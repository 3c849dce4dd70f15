//! Catalog references.
//!
//! The stores never own product data. They keep an identifier plus a
//! denormalised snapshot (names, image, price) captured when the shopper
//! added the product. The types here are the pieces both stores share.

use serde::{Deserialize, Serialize};
use std::str::FromStr;
use thiserror::Error;

/// Identifier of a catalog product
///
/// Serialised as a bare JSON string.
#[derive(Clone, Debug, PartialEq, Eq, PartialOrd, Ord, Hash, Serialize, Deserialize)]
#[serde(transparent)]
pub struct ProductId(String);

impl ProductId {
    /// Creates a `ProductId` from any string-like value
    #[must_use]
    pub fn new(id: impl Into<String>) -> Self {
        Self(id.into())
    }

    /// Returns the identifier as a string slice
    #[must_use]
    pub fn as_str(&self) -> &str {
        &self.0
    }
}

impl std::fmt::Display for ProductId {
    fn fmt(&self, f: &mut std::fmt::Formatter<'_>) -> std::fmt::Result {
        f.write_str(&self.0)
    }
}

impl From<&str> for ProductId {
    fn from(id: &str) -> Self {
        Self::new(id)
    }
}

impl From<String> for ProductId {
    fn from(id: String) -> Self {
        Self(id)
    }
}

/// Display language of the storefront
#[derive(Clone, Copy, Debug, Default, PartialEq, Eq, Hash, Serialize, Deserialize)]
#[serde(rename_all = "lowercase")]
pub enum Locale {
    /// English
    #[default]
    En,
    /// Bangla
    Bn,
}

/// Returned when a locale tag is neither `en` nor `bn`
#[derive(Error, Debug, Clone, PartialEq, Eq)]
#[error("Unsupported locale '{0}' (expected 'en' or 'bn')")]
pub struct UnknownLocale(pub String);

impl FromStr for Locale {
    type Err = UnknownLocale;

    fn from_str(s: &str) -> Result<Self, Self::Err> {
        match s.trim().to_ascii_lowercase().as_str() {
            "en" => Ok(Self::En),
            "bn" => Ok(Self::Bn),
            other => Err(UnknownLocale(other.to_string())),
        }
    }
}

impl std::fmt::Display for Locale {
    fn fmt(&self, f: &mut std::fmt::Formatter<'_>) -> std::fmt::Result {
        match self {
            Self::En => f.write_str("en"),
            Self::Bn => f.write_str("bn"),
        }
    }
}

/// A snapshot that carries both an English and a Bangla product name
pub trait Bilingual {
    /// English display name
    fn name_en(&self) -> &str;

    /// Bangla display name
    fn name_bn(&self) -> &str;

    /// Name to show for `locale`
    ///
    /// Products without a Bangla translation fall back to English.
    fn display_name(&self, locale: Locale) -> &str {
        match locale {
            Locale::Bn if !self.name_bn().trim().is_empty() => self.name_bn(),
            _ => self.name_en(),
        }
    }
}

#[cfg(test)]
mod tests {
    use super::*;

    struct Named {
        en: &'static str,
        bn: &'static str,
    }

    impl Bilingual for Named {
        fn name_en(&self) -> &str {
            self.en
        }

        fn name_bn(&self) -> &str {
            self.bn
        }
    }

    #[test]
    fn product_id_serializes_as_plain_string() {
        let id = ProductId::new("prod-42");
        assert_eq!(serde_json::to_string(&id).ok().as_deref(), Some("\"prod-42\""));
    }

    #[test]
    fn locale_parses_case_insensitively() {
        assert_eq!("EN".parse::<Locale>(), Ok(Locale::En));
        assert_eq!(" bn ".parse::<Locale>(), Ok(Locale::Bn));
        assert!("fr".parse::<Locale>().is_err());
    }

    #[test]
    fn display_name_falls_back_to_english() {
        let translated = Named { en: "Saree", bn: "শাড়ি" };
        assert_eq!(translated.display_name(Locale::Bn), "শাড়ি");
        assert_eq!(translated.display_name(Locale::En), "Saree");

        let untranslated = Named { en: "Kurta", bn: "  " };
        assert_eq!(untranslated.display_name(Locale::Bn), "Kurta");
    }
}
//! # Commerce State Core
//!
//! Core traits and types for the storefront commerce state engine.
//!
//! This crate provides the abstractions shared by every client-side store:
//! the cart, the wishlist, and anything built the same way later.
//!
//! ## Core Concepts
//!
//! - **State**: The ordered item list a store renders from
//! - **Action**: Every input a store accepts (hydrate, add, remove, ...)
//! - **Reducer**: Pure function `(State, Action, Environment) → (State, Effects)`
//! - **Effect**: Side effect descriptions (not execution)
//! - **Environment**: Injected dependencies, such as durable storage
//!
//! ## Example
//!
//! ```ignore
//! use commerce_state_core::*;
//!
//! #[derive(Clone, Debug, Default)]
//! struct CartState {
//!     items: Vec<CartLineItem>,
//! }
//!
//! #[derive(Clone, Debug)]
//! enum CartAction {
//!     AddItem { item: CartLineItem },
//!     ClearCart,
//! }
//!
//! impl Reducer for CartReducer {
//!     type State = CartState;
//!     type Action = CartAction;
//!     type Environment = CartEnvironment;
//!
//!     fn reduce(
//!         &self,
//!         state: &mut CartState,
//!         action: CartAction,
//!         env: &CartEnvironment,
//!     ) -> SmallVec<[Effect<CartAction>; 4]> {
//!         // Business logic goes here
//!         SmallVec::new()
//!     }
//! }
//! ```

// Re-export commonly used types
pub use serde::{Deserialize, Serialize};
pub use smallvec::{smallvec, SmallVec};

/// Catalog references shared by the feature stores
pub mod catalog;

/// Reducer module - The core trait for business logic
///
/// Reducers are pure functions: `(State, Action, Environment) → (State, Effects)`
///
/// They contain all mutation logic and are deterministic and testable.
pub mod reducer {
    use super::effect::Effect;
    use smallvec::SmallVec;

    /// The Reducer trait - core abstraction for business logic
    ///
    /// # Type Parameters
    ///
    /// - `State`: The domain state this reducer operates on
    /// - `Action`: The action type this reducer processes
    /// - `Environment`: The injected dependencies this reducer needs
    ///
    /// # Example
    ///
    /// ```ignore
    /// impl Reducer for WishlistReducer {
    ///     type State = WishlistState;
    ///     type Action = WishlistAction;
    ///     type Environment = WishlistEnvironment;
    ///
    ///     fn reduce(
    ///         &self,
    ///         state: &mut WishlistState,
    ///         action: WishlistAction,
    ///         env: &WishlistEnvironment,
    ///     ) -> SmallVec<[Effect<WishlistAction>; 4]> {
    ///         match action {
    ///             WishlistAction::ClearWishlist => state.items.clear(),
    ///             _ => {}
    ///         }
    ///         SmallVec::new()
    ///     }
    /// }
    /// ```
    pub trait Reducer {
        /// The state type this reducer operates on
        type State;

        /// The action type this reducer processes
        type Action;

        /// The environment type with injected dependencies
        type Environment;

        /// Reduce an action into state changes and effects
        ///
        /// This is a pure function that:
        /// 1. Updates state in place
        /// 2. Returns effect descriptions to be executed
        ///
        /// # Arguments
        ///
        /// - `state`: Mutable reference to current state
        /// - `action`: The action to process
        /// - `env`: Reference to injected dependencies
        ///
        /// # Returns
        ///
        /// The effects to be executed by the runtime (usually none)
        fn reduce(
            &self,
            state: &mut Self::State,
            action: Self::Action,
            env: &Self::Environment,
        ) -> SmallVec<[Effect<Self::Action>; 4]>;
    }
}

/// Effect module - Side effect descriptions
///
/// Effects describe side effects to be performed by the runtime.
/// They are values (not execution) and are composable.
pub mod effect {
    use std::future::Future;
    use std::pin::Pin;

    /// Effect type - describes a side effect to be executed
    ///
    /// Effects are NOT executed immediately. They are descriptions of what should happen,
    /// returned from reducers and executed by the Store runtime.
    ///
    /// # Type Parameters
    ///
    /// - `Action`: The action type that effects can produce (feedback loop)
    pub enum Effect<Action> {
        /// No-op effect
        None,

        /// Run effects in parallel
        Parallel(Vec<Effect<Action>>),

        /// Run effects sequentially
        Sequential(Vec<Effect<Action>>),

        /// Arbitrary async computation
        ///
        /// Returns `Option<Action>` - if Some, the action is fed back into the reducer
        Future(Pin<Box<dyn Future<Output = Option<Action>> + Send>>),
    }

    // Manual Debug implementation since Future doesn't implement Debug
    impl<Action> std::fmt::Debug for Effect<Action>
    where
        Action: std::fmt::Debug,
    {
        fn fmt(&self, f: &mut std::fmt::Formatter<'_>) -> std::fmt::Result {
            match self {
                Effect::None => write!(f, "Effect::None"),
                Effect::Parallel(effects) => {
                    f.debug_tuple("Effect::Parallel").field(effects).finish()
                },
                Effect::Sequential(effects) => {
                    f.debug_tuple("Effect::Sequential").field(effects).finish()
                },
                Effect::Future(_) => write!(f, "Effect::Future(<future>)"),
            }
        }
    }

    impl<Action> Effect<Action> {
        /// Combine effects to run in parallel
        #[must_use]
        pub const fn merge(effects: Vec<Effect<Action>>) -> Effect<Action> {
            Effect::Parallel(effects)
        }

        /// Chain effects to run sequentially
        #[must_use]
        pub const fn chain(effects: Vec<Effect<Action>>) -> Effect<Action> {
            Effect::Sequential(effects)
        }

        /// Wrap an async computation that feeds an action back into the store
        #[must_use]
        pub fn future<F>(fut: F) -> Effect<Action>
        where
            F: std::future::Future<Output = Option<Action>> + Send + 'static,
        {
            Effect::Future(Box::pin(fut))
        }
    }
}

/// Environment module - Dependency injection traits
///
/// All external dependencies are abstracted behind traits and injected
/// into stores. The only dependency the commerce stores have is durable
/// key/value storage (browser local storage, a directory on disk, or memory).
pub mod environment {
    use thiserror::Error;

    /// Errors a durable storage backend can report
    ///
    /// None of these reach facade callers: the persistence adapter logs
    /// and drops them.
    #[derive(Error, Debug)]
    pub enum StorageError {
        /// Storage is disabled or cannot be reached
        #[error("Storage unavailable: {0}")]
        Unavailable(String),

        /// The backend refused the write because it is full
        #[error("Storage quota exceeded writing {bytes} bytes to '{key}'")]
        QuotaExceeded {
            /// Key being written
            key: String,
            /// Size of the rejected value
            bytes: usize,
        },

        /// Underlying I/O failure
        #[error("Storage I/O error: {0}")]
        Io(#[from] std::io::Error),
    }

    /// Durable key/value storage (the DOM `Storage` contract)
    ///
    /// Values are opaque strings; the persistence adapter stores JSON in them.
    /// Implementations must be object-safe so stores can share one backend
    /// behind an `Arc<dyn DurableStorage>`.
    ///
    /// # Examples
    ///
    /// ```ignore
    /// // Browser-like: one file per key
    /// let storage: Arc<dyn DurableStorage> = Arc::new(FileStorage::open(".storefront")?);
    ///
    /// // Test: in memory, with write counting
    /// let storage = Arc::new(MemoryStorage::new());
    /// ```
    pub trait DurableStorage: Send + Sync {
        /// Read the value stored under `key`, `Ok(None)` when absent
        ///
        /// # Errors
        ///
        /// Returns [`StorageError`] when the backend cannot be read.
        fn get_item(&self, key: &str) -> Result<Option<String>, StorageError>;

        /// Store `value` under `key`, replacing any previous value
        ///
        /// # Errors
        ///
        /// Returns [`StorageError`] when the write is rejected or fails.
        fn set_item(&self, key: &str, value: &str) -> Result<(), StorageError>;

        /// Remove `key`; removing a missing key is not an error
        ///
        /// # Errors
        ///
        /// Returns [`StorageError`] when the backend cannot be modified.
        fn remove_item(&self, key: &str) -> Result<(), StorageError>;
    }
}

#[cfg(test)]
mod tests {
    use super::effect::Effect;

    #[derive(Debug, Clone, PartialEq)]
    enum TestAction {
        Ping,
    }

    #[test]
    fn effect_debug_hides_future() {
        let effect = Effect::<TestAction>::future(async { Some(TestAction::Ping) });
        assert_eq!(format!("{effect:?}"), "Effect::Future(<future>)");
    }

    #[test]
    fn merge_and_chain_wrap_effects() {
        let merged = Effect::<TestAction>::merge(vec![Effect::None, Effect::None]);
        assert!(matches!(merged, Effect::Parallel(ref v) if v.len() == 2));

        let chained = Effect::<TestAction>::chain(vec![Effect::None]);
        assert!(matches!(chained, Effect::Sequential(ref v) if v.len() == 1));
    }
}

———

**What is required:** Everything from the first line of the records through the line holding "Returned when a" is to be transcribed exactly; leave out all other lines.

**Task solution:**
repository 3c849dce4dd70f15
//! Catalog references.
//!
//! The stores never own product data. They keep an identifier plus a
//! denormalised snapshot (names, image, price) captured when the shopper
//! added the product. The types here are the pieces both stores share.

use serde::{Deserialize, Serialize};
use std::str::FromStr;
use thiserror::Error;

/// Identifier of a catalog product
///
/// Serialised as a bare JSON string.
#[derive(Clone, Debug, PartialEq, Eq, PartialOrd, Ord, Hash, Serialize, Deserialize)]
#[serde(transparent)]
pub struct ProductId(String);

impl ProductId {
    /// Creates a `ProductId` from any string-like value
    #[must_use]
    pub fn new(id: impl Into<String>) -> Self {
        Self(id.into())
    }

    /// Returns the identifier as a string slice
    #[must_use]
    pub fn as_str(&self) -> &str {
        &self.0
    }
}

impl std::fmt::Display for ProductId {
    fn fmt(&self, f: &mut std::fmt::Formatter<'_>) -> std::fmt::Result {
        f.write_str(&self.0)
    }
}

impl From<&str> for ProductId {
    fn from(id: &str) -> Self {
        Self::new(id)
    }
}

impl From<String> for ProductId {
    fn from(id: String) -> Self {
        Self(id)
    }
}

/// Display language of the storefront
#[derive(Clone, Copy, Debug, Default, PartialEq, Eq, Hash, Serialize, Deserialize)]
#[serde(rename_all = "lowercase")]
pub enum Locale {
    /// English
    #[default]
    En,
    /// Bangla
    Bn,
}

/// Returned when a locale tag is neither `en` nor `bn`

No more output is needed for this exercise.